TASK REQUIREMENTS: Every line in the records below that holds the word "debug" is to be copied.

Collected data entries:
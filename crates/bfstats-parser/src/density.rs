//! Reader for one density table.

use bfstats_error::{Result, StatsError};
use bfstats_model::{CategoryKey, DensityTable};
use tracing::debug;

use crate::cursor::LineCursor;

/// Reads one five-line density table at the cursor: an attribute name
/// (trailing colon stripped), two header lines, a row of category values,
/// and a row of occurrence counts.
///
/// Values and counts are zipped positionally, so the rows must have the
/// same number of tokens; counts must parse as unsigned integers. An empty
/// attribute produces two blank rows and an empty table.
pub fn read_density(cursor: &mut LineCursor<'_>) -> Result<DensityTable> {
    let name = cursor
        .next_line("density table name")?
        .trim()
        .trim_end_matches(':')
        .to_owned();
    cursor.skip(2, "density table header")?;

    let values: Vec<&str> = cursor
        .next_line("density value row")?
        .split_ascii_whitespace()
        .collect();
    let count_line_number = cursor.line_number();
    let counts: Vec<&str> = cursor
        .next_line("density count row")?
        .split_ascii_whitespace()
        .collect();

    if values.len() != counts.len() {
        return Err(StatsError::RowLengthMismatch {
            path: cursor.path().to_owned(),
            line: count_line_number,
            table: name,
            values: values.len(),
            counts: counts.len(),
        });
    }

    let mut rows = Vec::with_capacity(values.len());
    for (value, count) in values.iter().zip(&counts) {
        let count: u64 = count.parse().map_err(|_| StatsError::InvalidCount {
            path: cursor.path().to_owned(),
            line: count_line_number,
            table: name.clone(),
            token: (*count).to_owned(),
        })?;
        rows.push((CategoryKey::new(*value), count));
    }

    debug!(table = %name, rows = rows.len(), "read density table");
    Ok(DensityTable::new(name, rows))
}
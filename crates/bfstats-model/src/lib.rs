//! Data model for the benchmark-log join pipeline.
//!
//! Everything here is plain data: the parser in `bfstats-parser` produces
//! these types, the validator/merger in `bfstats-report` consumes them.
//! Ordered maps (`BTreeMap` keyed by [`CategoryKey`]) keep every downstream
//! artifact deterministic regardless of input order.

pub mod density;
pub mod diagnostics;
pub mod run;
pub mod setup;
pub mod strategy;

pub use density::{CategoryKey, DensityTable};
pub use diagnostics::{Diagnostics, Finding};
pub use run::{MergedResult, RunResult, StrategyStats};
pub use setup::FilterSetup;
pub use strategy::{CategoryMap, Strategy, StrategyCounts};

WRITTEN ANSWER:
use tracing::debug;
    debug!(table = %name, rows = rows.len(), "read density table");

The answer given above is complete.